One of the biggest bulls among Wall Street banking analysts is pulling in his horns.

Michael E. Mayo's demotion of BankBoston Corp. shares to "buy" from "strong buy" last week is the Credit Suisse First Boston analyst's 26th downgrade in 10 months, with many coming in recent months.

"If you had to put me in a bullish or bearish camp, given only two camps, I'd prefer the latter," Mr. Mayo said.

Mr. Mayo had been one of the industry's biggest cheerleaders in recent years, saying banking stocks had plenty of room for gains. But in recent months "it's been getting more difficult to find compelling names to recommend," he says.

Mr. Mayo now rates none of the major banks he covers as "strong buys." A year ago he had 15 banking companies with that rating.

The value just isn't there over the medium term, Mr. Mayo said.

"We certainly have room for 'sell' ratings," Mr. Mayo said. "That's a possibility."

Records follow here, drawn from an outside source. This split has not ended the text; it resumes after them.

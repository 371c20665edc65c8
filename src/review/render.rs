use crate::types::{AggregatedReview, Finding, FindingSet, FixSuggestion, RiskLevel, Verdict};
use anyhow::{Context, Result};
use chrono::{DateTime, Utc};
use serde::Serialize;
use std::fmt;
use std::str::FromStr;

const ELAPSED_TIME_PRECISION: usize = 2;

/// Code host whose review-event vocabulary the verdict is mapped onto
#[derive(Debug, Clone, Copy, Default, PartialEq, Eq, Serialize)]
#[serde(rename_all = "lowercase")]
pub enum Host {
    #[default]
    GitHub,
    GitLab,
}

impl FromStr for Host {
    type Err = String;

    fn from_str(s: &str) -> Result<Self, Self::Err> {
        match s.trim().to_ascii_lowercase().as_str() {
            "github" => Ok(Self::GitHub),
            "gitlab" => Ok(Self::GitLab),
            other => Err(format!("unknown host '{}', expected github or gitlab", other)),
        }
    }
}

impl fmt::Display for Host {
    fn fmt(&self, f: &mut fmt::Formatter<'_>) -> fmt::Result {
        f.write_str(match self {
            Self::GitHub => "github",
            Self::GitLab => "gitlab",
        })
    }
}

/// Review event the publisher should send for `verdict`
pub fn host_event(verdict: Verdict, host: Host) -> &'static str {
    match (host, verdict) {
        (Host::GitHub, v) => v.label(),
        (Host::GitLab, Verdict::Approve) => "approve",
        (Host::GitLab, Verdict::Comment) => "note",
        (Host::GitLab, Verdict::RequestChanges) => "unapprove",
    }
}

/// The first `max` line-anchored findings, in priority order
pub fn inline_comments(review: &AggregatedReview, max: usize) -> Vec<&Finding> {
    review
        .findings
        .iter()
        .filter(|f| f.line.is_some())
        .take(max)
        .collect()
}

/// Everything a rendered report needs
pub struct Report<'a> {
    pub review: &'a AggregatedReview,
    pub agents: &'a [FindingSet],
    pub fixes: &'a [FixSuggestion],
    pub risk: RiskLevel,
    pub host: Host,
    pub max_findings: usize,
}

#[derive(Serialize)]
#[serde(rename_all = "camelCase")]
struct JsonReport<'a> {
    generated_at: DateTime<Utc>,
    risk: RiskLevel,
    event: &'static str,
    review: &'a AggregatedReview,
    agents: &'a [FindingSet],
    fixes: &'a [FixSuggestion],
}

pub fn format_json(report: &Report, generated_at: DateTime<Utc>) -> Result<String> {
    let output = JsonReport {
        generated_at,
        risk: report.risk,
        event: host_event(report.review.verdict, report.host),
        review: report.review,
        agents: report.agents,
        fixes: report.fixes,
    };
    serde_json::to_string_pretty(&output).context("Failed to serialize review report")
}

fn escape_cell(text: &str) -> String {
    text.replace('|', "\\|").replace('\n', " ")
}

pub fn format_markdown(report: &Report) -> String {
    let review = report.review;
    let mut output = String::new();

    output.push_str(&format!("# Review: {}\n\n", review.verdict));
    output.push_str(&format!(
        "**Score:** {}/100 | **Risk:** {} | **Event:** {}\n\n",
        review.overall_score,
        report.risk,
        host_event(review.verdict, report.host)
    ));

    if !review.per_category_counts.is_empty() {
        output.push_str("## Findings by category\n\n| Category | Count |\n|---|---|\n");
        for (category, count) in &review.per_category_counts {
            output.push_str(&format!("| {} | {} |\n", escape_cell(category), count));
        }
        output.push('\n');
    }

    if !report.agents.is_empty() {
        output.push_str("## Agents\n\n| Agent | Role | Score | Findings | Time |\n|---|---|---|---|---|\n");
        for set in report.agents {
            let score = if set.failed {
                "failed".to_string()
            } else {
                set.score.to_string()
            };
            output.push_str(&format!(
                "| {} | {} | {} | {} | {:.prec$}s |\n",
                escape_cell(&set.agent_name),
                set.role,
                score,
                set.findings.len(),
                set.elapsed_ms as f64 / 1000.0,
                prec = ELAPSED_TIME_PRECISION
            ));
        }
        output.push('\n');
    }

    if review.findings.is_empty() {
        output.push_str("No findings.\n");
    } else {
        output.push_str("## Findings\n\n");
        for finding in review.findings.iter().take(report.max_findings) {
            output.push_str(&format!(
                "- **{}** `{}` [{}] {}",
                finding.severity,
                finding.location(),
                finding.category,
                finding.message
            ));
            if !finding.source.is_empty() {
                output.push_str(&format!(" ({})", finding.source));
            }
            output.push('\n');
            if let Some(suggestion) = &finding.suggestion {
                output.push_str(&format!("  - Suggestion: {}\n", suggestion.trim()));
            }
        }
        let omitted = review.findings.len().saturating_sub(report.max_findings);
        if omitted > 0 {
            output.push_str(&format!("\n_{} more finding(s) omitted._\n", omitted));
        }
    }

    if !report.fixes.is_empty() {
        output.push_str("\n## Auto-fixes\n\n");
        output.push_str(&format_fixes(report.fixes));
    }

    output.trim_end().to_string()
}

pub fn format_fixes(fixes: &[FixSuggestion]) -> String {
    let mut output = String::new();
    for fix in fixes {
        output.push_str(&format!(
            "### `{}:{}` ({}, confidence {})\n\n",
            fix.file,
            fix.line,
            fix.rule_id.as_deref().unwrap_or("manual"),
            fix.confidence
        ));
        let mut body = format!("-{}\n", fix.original_code);
        if !fix.is_deletion() {
            body.push_str(&format!("+{}\n", fix.fixed_code));
        }
        let backticks = get_fence_backticks(&body);
        output.push_str(&format!("{}diff\n{}{}\n\n", backticks, body, backticks));
    }
    output
}

/// Get appropriate number of backticks for Markdown code fence
/// Returns at least 3 backticks, or more if content contains backtick sequences
fn get_fence_backticks(content: &str) -> String {
    const MIN_BACKTICKS: usize = 3;
    let max_backticks = content
        .as_bytes()
        .split(|&b| b != b'`')
        .filter(|s| !s.is_empty())
        .map(|s| s.len())
        .max()
        .unwrap_or(0);
    "`".repeat((max_backticks + 1).max(MIN_BACKTICKS))
}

Several of the downgrades involved banks that were taken over, such as First Chicago NBD Corp. and Crestar Financial Corp. He has also lowered his rating on acquirers such as SunTrust and Fleet Financial Group.

But more and more downgrades have involved banking companies that have had difficulty making earnings targets. Union Planters Corp. falls into that category, Mr. Mayo said. Also, the margins went down at Wells Fargo and National City Corp. of Cleveland in the fourth quarter, Mr. Mayo said.

For the banking industry as a whole, "the efficiency ratio in the fourth quarter was worse than it has been in a couple of years," Mr. Mayo said.

"We're seeing some fraying on the edges in terms of the quality of the earnings. The economy is better than it's ever been and there are some banks that aren't getting it right," Mr. Mayo said. "We have to be more alert, especially with the potential for credit problems."

The year-2000 issue, though not expected to cause massive snafus at banking companies, is a preoccupation at some banks, Mr. Mayo said. "Year- 2000 projects have pushed off some efficiency initiatives. It has delayed other projects that could improve productivity."

At the same time, "you're seeing an increased incidence of commercial credit problems and more one-time items padding earnings," Mr. Mayo said.

Some of the smaller banking companies are not planning for their futures, Mr. Mayo said. "You start wondering about some of the mid-cap banks; if they are looking out over the five-year horizon."

Mr. Mayo may be one of a growing camp.

"It's getting tough to find value out there," said Thomas Brown, a former banking analyst with Donaldson, Lufkin & Jenrette Inc.

Even Fleet's much-trumpeted deal to buy BankBoston fails to pass muster with Mr. Brown, who is now a principal with Tiger Asset Management.

Fleet will not achieve the numbers it presented to Wall Street, Mr. Brown said. The combined banking company will have to make more divestitures than it anticipates, especially among loans, and will see greater customer runoff, Mr. Brown said.

"We liked to characterize ourself for the last several years as the biggest bull," Mr. Mayo said. "We aren't going to say we're the biggest bear (now), but we'll let our downgrades speak for themselves."